(Data items)
────────────────────

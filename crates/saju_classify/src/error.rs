//! Error types for classifier configuration and calibration.

use saju_time::CalendarError;
use thiserror::Error;

/// Errors from config loading, type-code parsing, or calibration runs.
#[derive(Debug, Clone, PartialEq, Error)]
#[non_exhaustive]
pub enum ClassifyError {
    /// Config file could not be read.
    #[error("I/O error: {0}")]
    Io(String),
    /// Config TOML could not be parsed.
    #[error("config parse error: {0}")]
    Parse(String),
    /// Config values are inconsistent.
    #[error("invalid config: {0}")]
    InvalidConfig(&'static str),
    /// Calibration span is empty or malformed.
    #[error("invalid calibration span: {0}")]
    InvalidSpan(&'static str),
    /// Text is not one of the 16 type codes.
    #[error("invalid type code {0:?}")]
    InvalidTypeCode(String),
    /// Calendar error while sampling dates.
    #[error("calendar error: {0}")]
    Calendar(#[from] CalendarError),
}

impl From<std::io::Error> for ClassifyError {
    fn from(e: std::io::Error) -> Self {
        Self::Io(e.to_string())
    }
}

impl From<toml::de::Error> for ClassifyError {
    fn from(e: toml::de::Error) -> Self {
        Self::Parse(e.to_string())
    }
}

────────────────────

◆ Problem statement:
Write out exactly, and only, each line from the one with "values are inconsistent." down to the last line of the records above.

◆ Output for this exercise:
    /// Config values are inconsistent.
    #[error("invalid config: {0}")]
    InvalidConfig(&'static str),
    /// Calibration span is empty or malformed.
    #[error("invalid calibration span: {0}")]
    InvalidSpan(&'static str),
    /// Text is not one of the 16 type codes.
    #[error("invalid type code {0:?}")]
    InvalidTypeCode(String),
    /// Calendar error while sampling dates.
    #[error("calendar error: {0}")]
    Calendar(#[from] CalendarError),
}

impl From<std::io::Error> for ClassifyError {
    fn from(e: std::io::Error) -> Self {
        Self::Io(e.to_string())
    }
}

impl From<toml::de::Error> for ClassifyError {
    fn from(e: toml::de::Error) -> Self {
        Self::Parse(e.to_string())
    }
}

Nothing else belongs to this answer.